Columbia University Irving Medical Center Bronxville, NY
Introduction: The twisted pouch is a rare complication of IPAA with few cases being reported in the literature. Most patients have been managed surgically with adhesiolysis and de-rotation with or without redo of the ileorectal anastomosis. Endoscopic management of a twisted pouch has not been previously reported and this report describes the first successful endoscopic treatment of the twisted pouch with septectomy.
Case Description/Methods: A 35-year-old female underwent 3-stage restorative proctocolectomy with IPAA for medically refractory ulcerative colitis in 2017. She presented a year later with nausea, vomiting, diarrhoea and significant weight loss. CT revealed a dilated small bowel with obstruction at the anal anastomosis. At our institution she underwent a pouchoscopy which revealed a dilated pouch lumen, a twist in the distal pouch with a nearly completely blocked pouch outlet. The twist was treated with outpatient endoscopic needle-knife septectomy with electroincision of the twisted fold, followed by the placement of two endoclip spacers. The procedure was performed with the patient under conscious sedation, observed for 30 mins and discharged afterwards. This led to immediate resolution of her symptoms. 2-week repeat pouchoscopy revealed a mild outlet stricture, requiring further endoscopic septectomy. 6-month repeat pouchoscopy showed complete resolution of the obstruction. Yearly routine pouchoscopy showed that pouch twist remained to be revolved, but a severe circumferential anastomotic stricture. The latter was treated with endoscopic circumferential stricturotomy with the needle knife. Her last follow-up was in 2021 with the pouch twist remaining resolved on pouchoscopy.

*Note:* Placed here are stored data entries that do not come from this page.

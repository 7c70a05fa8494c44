// system-tests/tests/suites/execution.rs
// ============================================================================
// Module: Execution Scenarios
// Description: Suites packed, executed remotely, and materialized locally.
// Purpose: Cover the success path, exit statuses, replays, and ping.
// Dependencies: system-tests helpers, suite-relay-client
// ============================================================================

//! Execution scenarios over mutual TLS.

use std::fs;
use std::path::PathBuf;
use std::sync::Arc;

use suite_relay_agent::AGENT_VERSION;
use suite_relay_agent::AuditEvent;
use suite_relay_client::RelayClient;
use suite_relay_client::SuiteJob;
use suite_relay_core::ExecutionStatus;
use suite_relay_core::OptionValue;
use suite_relay_core::PROTOCOL_VERSION;
use system_tests::engines::EXIT_CODE_OPTION;
use system_tests::engines::LOG_HTML;
use system_tests::engines::ReportEngine;
use system_tests::tls::TlsFixtures;

use crate::helpers::harness::AgentOptions;
use crate::helpers::harness::client_config;
use crate::helpers::harness::spawn_agent;
use crate::helpers::harness::write_suite;

/// Runs a two-file suite and checks every returned artifact.
#[tokio::test(flavor = "multi_thread")]
async fn suite_round_trip_returns_reports() {
    let tls = TlsFixtures::generate().unwrap();
    let engine = Arc::new(ReportEngine::new());
    let agent = spawn_agent(&tls, engine.clone(), AgentOptions::default()).await;
    let client = RelayClient::new(client_config(&tls, agent.address(), true)).unwrap();

    let input = tempfile::tempdir().unwrap();
    write_suite(input.path());
    let output = tempfile::tempdir().unwrap();
    let out_dir = output.path().join("results");
    let job = SuiteJob::new(input.path(), "suite.robot", &out_dir);

    let outcome = client.run_suite(&job).await.unwrap();
    assert_eq!(outcome.status, ExecutionStatus::Success);
    assert_eq!(outcome.exit_code, 0);
    assert_eq!(outcome.attempts, 1);
    assert_eq!(outcome.stdout, "Executed suite.robot with 2 file(s)");
    assert_eq!(
        outcome.artifacts,
        vec![
            PathBuf::from("log.html"),
            PathBuf::from("output.xml"),
            PathBuf::from("report/summary.txt"),
        ]
    );
    assert_eq!(fs::read(out_dir.join("log.html")).unwrap(), LOG_HTML);
    assert_eq!(
        fs::read_to_string(out_dir.join("report/summary.txt")).unwrap(),
        "resource.txt\nsuite.robot"
    );
    assert!(!out_dir.join("suite.robot").exists());
    assert_eq!(engine.runs(), 1);
    assert!(fs::read_dir(agent.work_root()).unwrap().next().is_none());

    let phases: Vec<&'static str> = agent
        .audit_events()
        .into_iter()
        .filter_map(|event| match event {
            AuditEvent::ExecutionPhase {
                phase, ..
            } => Some(phase),
            _ => None,
        })
        .collect();
    assert_eq!(phases, vec!["received", "unpacking", "running", "collecting", "done"]);
    agent.shutdown().await;
}

/// Forwards options and maps a nonzero exit code to test failures.
#[tokio::test(flavor = "multi_thread")]
async fn failing_tests_report_exit_code() {
    let tls = TlsFixtures::generate().unwrap();
    let agent = spawn_agent(&tls, Arc::new(ReportEngine::new()), AgentOptions::default()).await;
    let client = RelayClient::new(client_config(&tls, agent.address(), true)).unwrap();

    let input = tempfile::tempdir().unwrap();
    write_suite(input.path());
    let output = tempfile::tempdir().unwrap();
    let mut job = SuiteJob::new(input.path(), "suite.robot", output.path());
    job.options.insert(EXIT_CODE_OPTION.to_string(), OptionValue::String("3".to_string()));

    let outcome = client.run_suite(&job).await.unwrap();
    assert_eq!(outcome.status, ExecutionStatus::TestFailures);
    assert_eq!(outcome.exit_code, 3);
    assert!(output.path().join("log.html").is_file());
    agent.shutdown().await;
}

/// Resending a completed request returns the stored result without a rerun.
#[tokio::test(flavor = "multi_thread")]
async fn completed_request_is_replayed() {
    let tls = TlsFixtures::generate().unwrap();
    let engine = Arc::new(ReportEngine::new());
    let agent = spawn_agent(&tls, engine.clone(), AgentOptions::default()).await;
    let client = RelayClient::new(client_config(&tls, agent.address(), true)).unwrap();

    let input = tempfile::tempdir().unwrap();
    write_suite(input.path());
    let request = client.prepare(&SuiteJob::new(input.path(), "suite.robot", ".")).unwrap();

    let first = client.execute(&request).await.unwrap();
    let second = client.execute(&request).await.unwrap();
    assert_eq!(first.value, second.value);
    assert_eq!(second.value.request_id, request.request_id);
    assert_eq!(engine.runs(), 1);
    agent.shutdown().await;
}

/// Ping reports versions and mutual TLS without running anything.
#[tokio::test(flavor = "multi_thread")]
async fn ping_reports_agent_status() {
    let tls = TlsFixtures::generate().unwrap();
    let engine = Arc::new(ReportEngine::new());
    let agent = spawn_agent(&tls, engine.clone(), AgentOptions::default()).await;
    let client = RelayClient::new(client_config(&tls, agent.address(), true)).unwrap();

    let status = client.ping().await.unwrap();
    assert_eq!(status.attempts, 1);
    assert_eq!(status.value.protocol_version, PROTOCOL_VERSION);
    assert_eq!(status.value.agent_version, AGENT_VERSION);
    assert!(status.value.mutual_tls);
    assert!(!status.value.busy);
    assert_eq!(engine.runs(), 0);
    agent.shutdown().await;
}
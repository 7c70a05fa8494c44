// crates/suite-relay-core/src/core/identifiers.rs
// ============================================================================
// Module: Suite Relay Identifiers
// Description: Opaque request identifiers for remote executions.
// Purpose: Provide a strongly typed, serializable correlation token.
// Dependencies: rand, serde
// ============================================================================

//! ## Overview
//! A [`RequestId`] correlates one client invocation with its agent-side run.
//! The same identifier is reused when a client retries a call that never
//! reached execution, which is what lets the agent detect duplicates.
//! Identifiers are opaque; emptiness is checked at the request boundary, not
//! here.

// ============================================================================
// SECTION: Imports
// ============================================================================

use std::fmt;

use rand::RngCore;
use serde::Deserialize;
use serde::Serialize;

use crate::core::hashing::hex_encode;

// ============================================================================
// SECTION: Constants
// ============================================================================

/// Number of random bytes in a generated request identifier.
const GENERATED_ID_BYTES: usize = 16;

// ============================================================================
// SECTION: Identifier Types
// ============================================================================

/// Request identifier, unique per client invocation.
#[derive(Debug, Clone, PartialEq, Eq, Hash, PartialOrd, Ord, Serialize, Deserialize)]
#[serde(transparent)]
pub struct RequestId(String);

impl RequestId {
    /// Creates a request identifier from an existing token.
    #[must_use]
    pub fn new(id: impl Into<String>) -> Self {
        Self(id.into())
    }

    /// Generates a fresh identifier from 128 random bits.
    #[must_use]
    pub fn generate() -> Self {
        let mut bytes = [0u8; GENERATED_ID_BYTES];
        rand::thread_rng().fill_bytes(&mut bytes);
        Self(hex_encode(&bytes))
    }

    /// Returns the identifier as a string slice.
    #[must_use]
    pub fn as_str(&self) -> &str {
        &self.0
    }

    /// Returns true when the identifier carries no visible characters.
    #[must_use]
    pub fn is_blank(&self) -> bool {
        self.0.trim().is_empty()
    }
}

impl fmt::Display for RequestId {
    fn fmt(&self, f: &mut fmt::Formatter<'_>) -> fmt::Result {
        self.0.fmt(f)
    }
}

impl From<&str> for RequestId {
    fn from(value: &str) -> Self {
        Self::new(value)
    }
}

impl From<String> for RequestId {
    fn from(value: String) -> Self {
        Self::new(value)
    }
}

// ============================================================================
// SECTION: Tests
// ============================================================================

Discussion: Pouch twist results from poor orientation of the mesentery at surgery or due to adhesions. Severe twisted pouch can lead to acute or chronic pouch obstruction. Acute pouch twist requires timely management to avoid bowel necrosis and obstipation. Twisted pouch commonly presents two to five years after surgery with pouchitis, ulceration, chronic abdominal pain, and incontinence. Diagnosis of this condition typically requires a high degree of suspicion, CT, and gastrografin enema. The patients traditionally are managed surgically with adhesiolysis and derotation and fixing the pouch with or without redo of the ileorectal anastomosis.This case report describes the successful endoscopic treatment of the twisted pouch with septectomy. We believe that endoscopic septectomy can be offered as a first-line therapy.